START Records provided
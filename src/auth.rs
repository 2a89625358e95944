use axum::{
    extract::{Request, State},
    middleware::Next,
    response::Response,
};
use axum_extra::{
    headers::{authorization::Bearer, Authorization},
    TypedHeader,
};

use crate::{errors::AppError, AppState};

/// The principal behind an authenticated request, attached as a request extension.
#[derive(Debug, Clone, Default, PartialEq, Eq)]
pub struct CallerIdentity {
    pub user_id: Option<String>,
}

pub async fn require_bearer_token(
    State(state): State<AppState>,
    auth_header: Option<TypedHeader<Authorization<Bearer>>>,
    mut request: Request,
    next: Next,
) -> Result<Response, AppError> {
    let Some(TypedHeader(auth)) = auth_header else {
        return Err(AppError::unauthorized(
            "missing_token",
            "missing authorization header",
        ));
    };

    if auth.token() != state.api_token.as_ref() {
        return Err(AppError::unauthorized(
            "invalid_token",
            "invalid bearer token",
        ));
    }

    // The API token belongs to the configured user.
    request.extensions_mut().insert(CallerIdentity {
        user_id: state.defaults.user_id.clone(),
    });

    Ok(next.run(request).await)
}
//! `tools/list` and `tools/call`
//!
//! Tool faults are never transport failures. A host fault raised while calling a
//! tool is folded into a successful reply with `isError` set, so the model on the
//! other end can read the failure and try again.

use async_trait::async_trait;
use serde_json::{Map, Value};
use tracing::info;

use crate::domain::directory::CapabilityDirectory;
use crate::errors::DispatchError;
use crate::host::{CallerContext, HostFault, HostHandle, ToolInput};
use crate::mcp::dispatch::{
    Command, CommandHandler, CommandSchema, FieldSpec, FieldType, MessageKind, ValidatedRequest,
};
use crate::model::{ContentItem, ToolCallOutcome, ToolsListResult};

const LIST_SCHEMA: CommandSchema = CommandSchema {
    kind: MessageKind::ToolsList,
    fields: &[],
};

const CALL_SCHEMA: CommandSchema = CommandSchema {
    kind: MessageKind::ToolsCall,
    fields: &[
        FieldSpec::required("name", FieldType::String),
        FieldSpec::optional("arguments", FieldType::Object),
    ],
};

pub fn list_command() -> Command {
    Command::new(LIST_SCHEMA, ListToolsHandler)
}

pub fn call_command() -> Command {
    Command::new(CALL_SCHEMA, CallToolHandler)
}

pub struct ListToolsHandler;

#[async_trait]
impl CommandHandler for ListToolsHandler {
    async fn handle(
        &self,
        host: &HostHandle,
        caller: &CallerContext,
        _request: &ValidatedRequest,
    ) -> Result<Value, DispatchError> {
        let tools = CapabilityDirectory::new(host, caller).list_tools().await?;
        Ok(serde_json::to_value(ToolsListResult { tools })?)
    }
}

pub struct CallToolHandler;

#[async_trait]
impl CommandHandler for CallToolHandler {
    async fn handle(
        &self,
        host: &HostHandle,
        caller: &CallerContext,
        request: &ValidatedRequest,
    ) -> Result<Value, DispatchError> {
        let input = ToolInput {
            tool_name: request.required_str("name")?.to_string(),
            tool_args: request.object_field("arguments").cloned().unwrap_or_default(),
        };
        let tool_name = input.tool_name.clone();

        let result = call_tool(host, caller, input).await;
        if let Err(fault) = &result {
            info!(
                tool = %tool_name,
                error = fault.kind_name(),
                "tool call returned a fault"
            );
        }

        Ok(serde_json::to_value(outcome_from_result(result)?)?)
    }
}

async fn call_tool(
    host: &HostHandle,
    caller: &CallerContext,
    input: ToolInput,
) -> Result<Value, HostFault> {
    let api = CapabilityDirectory::new(host, caller).api().await?;
    api.call_tool(input).await
}

/// The one place a tool result or fault becomes protocol content.
pub fn outcome_from_result(
    result: Result<Value, HostFault>,
) -> Result<ToolCallOutcome, serde_json::Error> {
    match result {
        Ok(value) => Ok(ToolCallOutcome {
            content: vec![ContentItem::text(serde_json::to_string(&value)?)],
            is_error: false,
        }),
        Err(fault) => {
            let mut body = Map::new();
            body.insert(
                "error".to_string(),
                Value::String(fault.kind_name().to_string()),
            );
            let message = fault.to_string();
            if !message.is_empty() {
                body.insert("error_text".to_string(), Value::String(message));
            }

            Ok(ToolCallOutcome {
                content: vec![ContentItem::text(serde_json::to_string(&body)?)],
                is_error: true,
            })
        }
    }
}

#[cfg(test)]
mod tests {
    use super::*;
    use std::sync::Arc;

    use crate::host::memory::{EntityFixture, HostFixture, InMemoryHost};
    use crate::host::TraceContext;
    use crate::mcp::dispatch::Dispatcher;
    use serde_json::json;

    fn decoded_text(outcome: &Value) -> Value {
        let text = outcome["content"][0]["text"]
            .as_str()
            .expect("text content");
        serde_json::from_str(text).expect("json text")
    }

    fn host() -> HostHandle {
        let fixture = HostFixture {
            entities: vec![
                EntityFixture {
                    entity_id: "light.desk".to_string(),
                    state: "off".to_string(),
                    expose_to: vec!["conversation".to_string()],
                    ..EntityFixture::default()
                },
                EntityFixture {
                    entity_id: "switch.desk".to_string(),
                    state: "off".to_string(),
                    expose_to: vec!["conversation".to_string()],
                    ..EntityFixture::default()
                },
            ],
            ..HostFixture::default()
        };
        HostHandle::from_host(Arc::new(InMemoryHost::from_fixture(fixture)))
    }

    fn caller() -> CallerContext {
        CallerContext {
            platform: "test".to_string(),
            trace: TraceContext::default(),
            assistant: "conversation".to_string(),
            language: None,
        }
    }

    #[test]
    fn faults_become_error_content() {
        let outcome = outcome_from_result(Err(HostFault::MatchFailed(
            "no entity named attic".to_string(),
        )))
        .expect("outcome");

        assert!(outcome.is_error);
        assert_eq!(outcome.content.len(), 1);
        let body: Value = serde_json::from_str(outcome.content[0].as_text()).expect("json body");
        assert_eq!(
            body,
            json!({"error": "MatchFailedError", "error_text": "no entity named attic"})
        );
    }

    #[test]
    fn empty_fault_messages_are_omitted() {
        let outcome = outcome_from_result(Err(HostFault::Unexpected {
            kind: "TimeoutError".to_string(),
            message: String::new(),
        }))
        .expect("outcome");

        let body: Value = serde_json::from_str(outcome.content[0].as_text()).expect("json body");
        assert_eq!(body, json!({"error": "TimeoutError"}));
    }

    #[tokio::test]
    async fn successful_call_returns_host_result_as_text() {
        let reply = Dispatcher::with_protocol_commands()
            .dispatch_value(
                &host(),
                &caller(),
                json!({
                    "id": 1,
                    "type": "tools/call",
                    "name": "HassTurnOn",
                    "arguments": {"name": "desk", "domain": ["light"]}
                }),
            )
            .await
            .expect("tool call reply");

        assert_eq!(reply.result["isError"], json!(false));
        assert_eq!(reply.result["content"].as_array().map(Vec::len), Some(1));
        let body = decoded_text(&reply.result);
        assert_eq!(body["response_type"], "action_done");
        assert_eq!(body["data"]["success"][0]["id"], "light.desk");
    }

    #[tokio::test]
    async fn unresolvable_target_is_a_successful_reply_with_error_content() {
        let reply = Dispatcher::with_protocol_commands()
            .dispatch_value(
                &host(),
                &caller(),
                json!({
                    "id": 2,
                    "type": "tools/call",
                    "name": "HassTurnOn",
                    "arguments": {"name": "desk"}
                }),
            )
            .await
            .expect("faults are still replies");

        assert_eq!(reply.result["isError"], json!(true));
        assert_eq!(decoded_text(&reply.result)["error"], "MatchFailedError");
    }

    #[tokio::test]
    async fn unknown_tool_is_error_content_not_a_failure() {
        let reply = Dispatcher::with_protocol_commands()
            .dispatch_value(
                &host(),
                &caller(),
                json!({"id": 3, "type": "tools/call", "name": "HassSelfDestruct"}),
            )
            .await
            .expect("faults are still replies");

        assert_eq!(reply.result["isError"], json!(true));
        assert_eq!(decoded_text(&reply.result)["error"], "ToolNotFoundError");
    }

    #[tokio::test]
    async fn list_returns_object_schemas_in_host_order() {
        let reply = Dispatcher::with_protocol_commands()
            .dispatch_value(&host(), &caller(), json!({"id": 4, "type": "tools/list"}))
            .await
            .expect("tool listing");

        let tools = reply.result["tools"].as_array().expect("tools array");
        let names: Vec<&str> = tools
            .iter()
            .filter_map(|tool| tool["name"].as_str())
            .collect();
        assert_eq!(names, vec!["HassTurnOn", "HassTurnOff", "GetLiveContext"]);
        assert!(tools
            .iter()
            .all(|tool| tool["inputSchema"]["type"] == "object"));
        assert_eq!(
            tools[0]["inputSchema"]["properties"]["name"]["type"],
            "string"
        );
    }
}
END Records provided
### What is being asked:
Retype exactly the lines of the data above that fall between the line with "-> Result<Response, AppError>" and the line with "use tracing::info;", inclusive, and add nothing.

### Response box:
) -> Result<Response, AppError> {
    let Some(TypedHeader(auth)) = auth_header else {
        return Err(AppError::unauthorized(
            "missing_token",
            "missing authorization header",
        ));
    };

    if auth.token() != state.api_token.as_ref() {
        return Err(AppError::unauthorized(
            "invalid_token",
            "invalid bearer token",
        ));
    }

    // The API token belongs to the configured user.
    request.extensions_mut().insert(CallerIdentity {
        user_id: state.defaults.user_id.clone(),
    });

    Ok(next.run(request).await)
}
//! `tools/list` and `tools/call`
//!
//! Tool faults are never transport failures. A host fault raised while calling a
//! tool is folded into a successful reply with `isError` set, so the model on the
//! other end can read the failure and try again.

use async_trait::async_trait;
use serde_json::{Map, Value};
use tracing::info;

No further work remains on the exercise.